We hopped the 28 toward the Hi-Line on Wednesday afternoon, after sipping rye whisky from the red velvet stools of the piano bar at Union Station. The sky was dark by the time we hit Bingen, and we saw no more of the land rushing by until suddenly, the next morning, we were greeted by alternating stanzas of flaming larches and somber pine. Crystal bought us coffee from the lounge car attendant with the booming baritone voice, and we savored the sweetness of the slow route.
The timberline gave way to the glory of the Big Sky. We grew quiet at the first sight of those wide reaching plains, their deeper truth known only to the lucky souls who ran through this infinite ocean as a child, who know the familial crunch of footstep upon frozen wheat stalks clipped close to the earth, who remember precisely the smell of the day in midsummer when the wind ripples and roils across a field of canola so vast that the notions of cardinal directions and boundary lines seem useless.In Cut Bank, we stepped off the train and into 72 hours of thought experiments surrounding (a) the rewards of risk-taking in a fear-mongered world, (b) choosing to view the gift of less as a jumper cable for creative instincts instead of demanding that we are entitled to more, and (c) whether or not the ascending signs of astrology hold any water in the spiritual desert of Western society.
We also each had a job interview; one in-person, the other 900 miles away (God bless the cellular telephone). But with those out of the way, we had mostly time and space. To wander, to imagine, to examine a life uncrowded.
Since leaving my childhood home twelve years ago, I have often taken mental refuge in the words of Anais Nin:
“We travel, some of us forever, to seek other states, other lives, other souls.”

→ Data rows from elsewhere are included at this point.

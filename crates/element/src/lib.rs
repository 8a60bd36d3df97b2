//! Element model for the form/page builder.
//!
//! An element tree is an ordered forest of typed [`Element`]s. Containers
//! own their children directly, so the forest serializes to nested JSON
//! without any flattening step. [`Settings`] travel alongside the tree.

pub mod attrs;
mod element;
mod element_id;
mod kind;
pub mod layout;
mod patch;
mod settings;
pub mod validate;

pub use attrs::{ButtonAttrs, ButtonVariant, ChoiceOption, ImageAttrs, MenuItem, SocialLink};
pub use element::{default_name, Element, ATTRIBUTE_KEYS, IMMUTABLE_KEYS};
pub use element_id::ElementId;
pub use kind::{ElementKind, KindCategory};
pub use layout::{Align, FlexDirection, FlexLayout, GridTemplate, Justify, Layout, Spacing};
pub use patch::{merge_json, ElementPatch, PatchError};
pub use settings::{ActionKind, ProjectKind, Settings, SubmissionAction};
pub use validate::{is_valid_name, sanitize_name, validate_elements, ValidationIssue};
//! Greedy first-candidate matching policy.
//!
//! For each source word the target pool is scanned in extraction order and
//! the first qualifying candidate is taken. This is not a globally optimal
//! assignment, and target words are not consumed: two source words may both
//! match the same target word.

use crate::matcher::{MatchContext, MatchKind, MatchOutcome, MatchPolicy};
use tracing::debug;

/// The default matching policy: greedy, first candidate in extraction order.
///
/// # Contract
///
/// - Literal pass first: an unresolved source word matches the first
///   unresolved target word with case-sensitive string equality.
/// - Semantic pass second: a resolved source word matches the first resolved
///   target word whose sense is related within the threshold depth.
/// - Each source word matches at most one target word.
/// - The matching map is keyed by the owning source topic; when several
///   words of one topic match, the later write wins. Because the semantic
///   pass runs second, a semantic match overwrites a literal one for the
///   same topic.
#[derive(Debug, Clone, Copy, Default)]
pub struct GreedyMatcher;

impl MatchPolicy for GreedyMatcher {
    fn match_pools(&self, ctx: &MatchContext<'_>) -> MatchOutcome {
        let mut outcome = MatchOutcome {
            literal_total: ctx.source.literal.len(),
            semantic_total: ctx.source.resolved.len(),
            ..MatchOutcome::default()
        };

        // Literal pass: case-sensitive exact equality, first candidate.
        for src in &ctx.source.literal {
            for tgt in &ctx.target.literal {
                if src.word == tgt.word {
                    outcome.record(
                        &ctx.source_topics[src.topic_idx],
                        &ctx.target_topics[tgt.topic_idx],
                        MatchKind::Literal,
                    );
                    outcome.literal_found += 1;
                    break;
                }
            }
        }

        // Semantic pass: bounded-depth taxonomic relation, first candidate.
        for src in &ctx.source.resolved {
            let Some(src_entry) = src.entry.as_ref() else {
                continue;
            };
            for tgt in &ctx.target.resolved {
                let Some(tgt_entry) = tgt.entry.as_ref() else {
                    continue;
                };
                match ctx.taxonomy.relate(src_entry, tgt_entry, ctx.threshold_depth) {
                    Ok(Some(depth)) => {
                        outcome.record(
                            &ctx.source_topics[src.topic_idx],
                            &ctx.target_topics[tgt.topic_idx],
                            MatchKind::Semantic { depth },
                        );
                        outcome.semantic_found += 1;
                        break;
                    }
                    Ok(None) => {}
                    Err(err) => {
                        // Relatedness failures degrade to "unrelated" for
                        // this candidate pair; the document continues.
                        debug!(word = %src.word, %err, "relate failed, treating pair as unrelated");
                    }
                }
            }
        }

        outcome
    }
}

The words still resonate within like a bell, as my perpetual wandering has frequently made commitment a constant challenge—whether the promise is to a year-long lease, or sitting still long enough to get through a two-hour movie. Without motion and movement, or at least their promises on the horizon, the inside of my head is quickly reduced to a fidgety wreck. My focus runs circles around the room, while any motivation to complete minor tasks can be found slumped against the wall, staring glumly at the miserable sight of routine dripping predictably down the window pane.
Sometimes I exasperate myself with this inability to be in the present. It’s not that I find the present unimportant or meaningless. Nor do I deny the beauty and joy that can be found in experiences that are common and banal. Yet, often it seems the only spaces in which I can manage to pause—wholly and unabridged—are those most detached from what The Modern World tells me is important and worthy of my sweat and blood as a human being. Frankly, I just don’t buy their version of paradise.
Mine is full of topographical ellipses. Like the parenthetical aside of a dirt road that stretches on for miles into a vanishing point aiming for the the Absarokees. And what else—nothing but sky.
The vulnerability of placing myself into the open hands of the earth is what quiets the restlessness. It is what awakens all the cells in my body, while simultaneously slowing me down. It fills my belly when the overprocessed artifice of our Post-Millennial techno-stupor leaves me starved for woodsmoke and starlight. The availability of this rawness lies at the core of where I continually choose to go Next.
Since I left home, I’ve been doing my damnedest to fly further and further from the nest, not wanting to miss out on anything, trying to soak up as much of the world as possible. Yet, one thing I have learned over these last twelve years is that, contrary to what I used to believe, there is still plenty of frontier left in my homeland. Some of it is geographical, but more of it is spiritual, in that it can sometimes take a train-load of courage to ignore the voices around you that are hellbent on naysaying simply because they are attached to spines made out of willow branches. Very often, it requires the sort of limbic-cerebral creativity to decide that standards of living can be achieved in more ways than one. And increasingly, it requires believing that you can manifest your own good fortune.
Prepare by remembering that your entire being is needed for the success of what is to come.